“Geez, slow down, will you,” he said.
“I’m not moving. I’m just sitting here, waiting for you to start eating.”
“Your molecules are doing the cha cha. What’s with you?”
‘I’m fine,” she sighed.
“You don’t look fine. You’re aura looks as if it’s been in one of those mixer things.”
“You can see auras?”
“Cats can see everything. How can you still be surprised by what we can do?”
“I have no idea. Really, I don’t,” she sighed, looking at her shoes.
“You may have some latent cat talents, but will you get your DNA tested for cat? Noooo, you won’t.”
“I seriously doubt that I have any cat DNA in me.”
“But you can’t be sure, can you,” he said.
“I’m no talking about this.”
“Spring will be here soon.”
“Keep telling yourself that,” he snickered, licking the last of the food off his plate.
“It’s the middle of March.”
“Okay, so maybe not that soon.”
“Say something interesting or important. I’m bored,” he said, rolling onto his side.
“That’s it? Uh?”
“Do you believe in free will?” she asked.
“Of course not. Unless you mean when it comes to the unimportant things, like whether I want to eat a mouse or a chipmunk.”
“Really bad example,” she said, making a disgusting face, trying not to gag.
“Why? Do you believe in it? I mean if you don’t, what are you left with? Predestination?”
“I don’t believe in free will here or when we’re dead,” she said. “I mean yes, I can choose an apple or pear, or possibly take both of them, but no, we really don’t have it. It just seems like it. The thing is, free will only works within very tight perimeters. I mean, there are so many rules to everything that any choices one would make are out of the person’s hands. You can only choose what others tell you you can have, what’s available. So there’s no true free will, it’s just another lie, to make people believe they have some control over their lives, when they have very little. People are simply manipulated into believing that…”

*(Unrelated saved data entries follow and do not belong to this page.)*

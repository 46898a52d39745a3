//! TOML-based application configuration.
//!
//! Stores preferences that are not part of the timer state:
//! - Advice coach endpoint, model and debounce
//! - Sound cues
//! - Database file name
//!
//! Configuration is stored at `<data_dir>/config.toml`. Timer durations live
//! in the kv store instead (see [`super::StateKey::Settings`]).

use serde::{Deserialize, Serialize};
use std::path::{Path, PathBuf};

use super::data_dir;
use crate::error::ConfigError;

/// Advice coach configuration.
#[derive(Debug, Clone, PartialEq, Serialize, Deserialize)]
pub struct AdviceConfig {
    #[serde(default = "default_true")]
    pub enabled: bool,
    #[serde(default = "default_endpoint")]
    pub endpoint: String,
    #[serde(default = "default_model")]
    pub model: String,
    /// Environment variable holding the API key. The key itself is never
    /// written to the config file.
    #[serde(default = "default_api_key_env")]
    pub api_key_env: String,
    #[serde(default = "default_debounce_ms")]
    pub debounce_ms: u64,
    #[serde(default = "default_min_task_chars")]
    pub min_task_chars: usize,
    #[serde(default = "default_timeout_secs")]
    pub timeout_secs: u64,
}

/// Sound cue configuration.
#[derive(Debug, Clone, PartialEq, Serialize, Deserialize)]
pub struct SoundConfig {
    #[serde(default = "default_true")]
    pub enabled: bool,
    /// Ring the terminal bell for cues.
    #[serde(default = "default_true")]
    pub terminal_bell: bool,
}

#[derive(Debug, Clone, PartialEq, Serialize, Deserialize)]
pub struct StorageConfig {
    /// Database file name, relative to the data directory.
    #[serde(default = "default_database")]
    pub database: String,
}

/// Application configuration.
///
/// Serialized to/from TOML at `<data_dir>/config.toml`.
#[derive(Debug, Clone, Default, PartialEq, Serialize, Deserialize)]
pub struct Config {
    #[serde(default)]
    pub advice: AdviceConfig,
    #[serde(default)]
    pub sound: SoundConfig,
    #[serde(default)]
    pub storage: StorageConfig,
}

// Default functions
fn default_true() -> bool {
    true
}
fn default_endpoint() -> String {
    "https://generativelanguage.googleapis.com/v1beta".into()
}
fn default_model() -> String {
    "gemini-2.5-flash".into()
}
fn default_api_key_env() -> String {
    "GEMINI_API_KEY".into()
}
fn default_debounce_ms() -> u64 {
    1500
}
fn default_min_task_chars() -> usize {
    5
}
fn default_timeout_secs() -> u64 {
    20
}
fn default_database() -> String {
    crate::storage::database::DEFAULT_DB_FILE.into()
}

impl Default for AdviceConfig {
    fn default() -> Self {
        Self {
            enabled: true,
            endpoint: default_endpoint(),
            model: default_model(),
            api_key_env: default_api_key_env(),
            debounce_ms: default_debounce_ms(),
            min_task_chars: default_min_task_chars(),
            timeout_secs: default_timeout_secs(),
        }
    }
}

impl Default for SoundConfig {
    fn default() -> Self {
        Self {
            enabled: true,
            terminal_bell: true,
        }
    }
}

impl Default for StorageConfig {
    fn default() -> Self {
        Self {
            database: default_database(),
        }
    }
}

impl Config {
    fn get_json_value_by_path<'a>(
        root: &'a serde_json::Value,
        key: &str,
    ) -> Option<&'a serde_json::Value> {
        if key.is_empty() {
            return None;
        }

        let mut current = root;
        for part in key.split('.') {
            current = current.get(part)?;
        }
        Some(current)
    }

    fn set_json_value_by_path(
        root: &mut serde_json::Value,
        key: &str,
        value: &str,
    ) -> Result<(), ConfigError> {
        let unknown = || ConfigError::UnknownKey(key.to_string());
        let invalid = |message: String| ConfigError::InvalidValue {
            key: key.to_string(),
            message,
        };

        let mut parts = key.split('.').peekable();
        if key.is_empty() {
            return Err(unknown());
        }

        let mut current = root;
        while let Some(part) = parts.next() {
            if parts.peek().is_none() {
                let obj = current.as_object_mut().ok_or_else(unknown)?;
                let existing = obj.get(part).ok_or_else(unknown)?;

                let new_value = match existing {
                    serde_json::Value::Bool(_) => serde_json::Value::Bool(
                        value.parse::<bool>().map_err(|e| invalid(e.to_string()))?,
                    ),
                    serde_json::Value::Number(_) => {
                        let n = value
                            .parse::<u64>()
                            .map_err(|_| invalid(format!("cannot parse '{value}' as number")))?;
                        serde_json::Value::Number(n.into())
                    }
                    serde_json::Value::Object(_) | serde_json::Value::Array(_) => {
                        return Err(unknown());
                    }
                    _ => serde_json::Value::String(value.into()),
                };

                obj.insert(part.to_string(), new_value);
                return Ok(());
            }

            current = current.get_mut(part).ok_or_else(unknown)?;
        }

        Err(unknown())
    }

    fn path() -> Result<PathBuf, ConfigError> {
        let dir = data_dir().map_err(|e| ConfigError::LoadFailed {
            path: PathBuf::from("config.toml"),
            message: e.to_string(),
        })?;
        Ok(dir.join("config.toml"))
    }

    /// Load from the data directory, writing the defaults on first run.
    ///
    /// # Errors
    ///
    /// Returns an error if the config file exists but cannot be parsed,
    /// or if the default config cannot be written to disk.
    pub fn load() -> Result<Self, ConfigError> {
        Self::load_from(&Self::path()?)
    }

    pub fn load_from(path: &Path) -> Result<Self, ConfigError> {
        match std::fs::read_to_string(path) {
            Ok(content) => toml::from_str(&content).map_err(|e| ConfigError::LoadFailed {
                path: path.to_path_buf(),
                message: e.to_string(),
            }),
            Err(e) if e.kind() == std::io::ErrorKind::NotFound => {
                let cfg = Self::default();
                cfg.save_to(path)?;
                Ok(cfg)
            }
            Err(e) => Err(ConfigError::LoadFailed {
                path: path.to_path_buf(),
                message: e.to_string(),
            }),
        }
    }

    /// Persist to disk.
    ///
    /// # Errors
    ///
    /// Returns an error if the config cannot be serialized or written to disk.
    pub fn save(&self) -> Result<(), ConfigError> {
        self.save_to(&Self::path()?)
    }

    pub fn save_to(&self, path: &Path) -> Result<(), ConfigError> {
        let failed = |message: String| ConfigError::SaveFailed {
            path: path.to_path_buf(),
            message,
        };
        let content = toml::to_string_pretty(self).map_err(|e| failed(e.to_string()))?;
        std::fs::write(path, content).map_err(|e| failed(e.to_string()))
    }

    /// Get a config value as string by dot-separated key.
    pub fn get(&self, key: &str) -> Option<String> {
        let json = serde_json::to_value(self).ok()?;
        let val = Self::get_json_value_by_path(&json, key)?;
        match val {
            serde_json::Value::String(s) => Some(s.clone()),
            serde_json::Value::Object(_) => None,
            other => Some(other.to_string()),
        }
    }

    /// Set a config value by key in memory. Call [`Config::save`] to persist.
    ///
    /// # Errors
    ///
    /// Returns an error if the key is unknown or the value cannot be parsed.
    pub fn set(&mut self, key: &str, value: &str) -> Result<(), ConfigError> {
        let invalid = |message: String| ConfigError::InvalidValue {
            key: key.to_string(),
            message,
        };
        let mut json = serde_json::to_value(&*self).map_err(|e| invalid(e.to_string()))?;
        Self::set_json_value_by_path(&mut json, key, value)?;
        *self = serde_json::from_value(json).map_err(|e| invalid(e.to_string()))?;
        Ok(())
    }

    /// Absolute path of the configured database file.
    pub fn database_path(&self) -> Result<PathBuf, crate::error::StorageError> {
        Ok(data_dir()?.join(&self.storage.database))
    }

    /// Load from disk, returning default on error.
    pub fn load_or_default() -> Self {
        Self::load().unwrap_or_else(|e| {
            tracing::warn!(error = %e, "config unreadable, using defaults");
            Self::default()
        })
    }
}

#[cfg(test)]
mod tests {
    use super::*;

    #[test]
    fn default_config_roundtrip() {
        let cfg = Config::default();
        let toml_str = toml::to_string_pretty(&cfg).unwrap();
        let parsed: Config = toml::from_str(&toml_str).unwrap();
        assert_eq!(parsed, cfg);
    }

    #[test]
    fn missing_sections_take_defaults() {
        let parsed: Config = toml::from_str("[advice]\ndebounce_ms = 800\n").unwrap();
        assert_eq!(parsed.advice.debounce_ms, 800);
        assert_eq!(parsed.advice.min_task_chars, 5);
        assert!(parsed.sound.enabled);
        assert_eq!(parsed.storage.database, "pomowork.db");
    }

    #[test]
    fn get_supports_dot_path_keys() {
        let cfg = Config::default();
        assert_eq!(cfg.get("advice.debounce_ms").as_deref(), Some("1500"));
        assert_eq!(cfg.get("sound.terminal_bell").as_deref(), Some("true"));
        assert_eq!(cfg.get("advice.api_key_env").as_deref(), Some("GEMINI_API_KEY"));
        assert!(cfg.get("advice.missing_key").is_none());
        assert!(cfg.get("advice").is_none());
    }

    #[test]
    fn set_updates_typed_values() {
        let mut cfg = Config::default();
        cfg.set("sound.enabled", "false").unwrap();
        cfg.set("advice.min_task_chars", "8").unwrap();
        cfg.set("advice.model", "gemini-pro").unwrap();
        assert!(!cfg.sound.enabled);
        assert_eq!(cfg.advice.min_task_chars, 8);
        assert_eq!(cfg.advice.model, "gemini-pro");
    }

    #[test]
    fn set_rejects_unknown_key() {
        let mut cfg = Config::default();
        assert!(matches!(
            cfg.set("advice.nonexistent_key", "value"),
            Err(ConfigError::UnknownKey(_))
        ));
        assert!(matches!(cfg.set("sound", "1"), Err(ConfigError::UnknownKey(_))));
    }

    #[test]
    fn set_rejects_invalid_type() {
        let mut cfg = Config::default();
        assert!(matches!(
            cfg.set("sound.enabled", "not_a_bool"),
            Err(ConfigError::InvalidValue { .. })
        ));
        assert!(matches!(
            cfg.set("advice.debounce_ms", "-3"),
            Err(ConfigError::InvalidValue { .. })
        ));
        assert_eq!(cfg, Config::default());
    }

    #[test]
    fn load_from_writes_defaults_on_first_run() {
        let dir = tempfile::tempdir().unwrap();
        let path = dir.path().join("config.toml");
        let cfg = Config::load_from(&path).unwrap();
        assert_eq!(cfg, Config::default());
        assert!(path.exists());

        let mut changed = cfg.clone();
        changed.set("advice.enabled", "false").unwrap();
        changed.save_to(&path).unwrap();
        assert!(!Config::load_from(&path).unwrap().advice.enabled);
    }

    #[test]
    fn load_from_reports_parse_errors() {
        let dir = tempfile::tempdir().unwrap();
        let path = dir.path().join("config.toml");
        std::fs::write(&path, "advice = [").unwrap();
        assert!(matches!(
            Config::load_from(&path),
            Err(ConfigError::LoadFailed { .. })
        ));
    }
}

“See, you can come up with something interesting. Still boring, however, but at least you tried.”
“Fine,” she said. “You come up with something.”
“Do you believe that cats will someday rule the world?” he asked.
“Yes,” she said. “Is that it?”
“When exactly, do you think that will happen?”
“Not for a long time.”
“How long?” he asked.
“I don’t know.”
“I’ll be the leader,” he said.
“Or maybe one of your great, great, great, great, great, great, great grand kittens will be.”
“So no time soon, then?”
“No. No time soon.”
“What do you think about starting a tv show, or a podcast?”
“You want to be in a tv show?”
“I want to BE the tv show. I’d be fantastic.”
“No one would be able to understand you. No one really understands cat.”
“Dubbing. If a big bird can make it in show business, why can’t I? You should get an agent for me.”
“I’m going home,” she said, standing up.
“Will you think about it?”
“Sure,” she said. “Tell Jinx, his food’s over there.”
“He knows that and he’s single again.”
“I guess he’s a lover, not someone looking for commitment.”
“Pretty much sums it up.”
“I love you,” she said, hugging him.
She kissed him, again and again, until he pushed her away.
“See you tonight?” she asked.
“Jinx and I will stop by.”
She smiled at him and headed home. He curled up and closed his eyes, content, and ready to dream.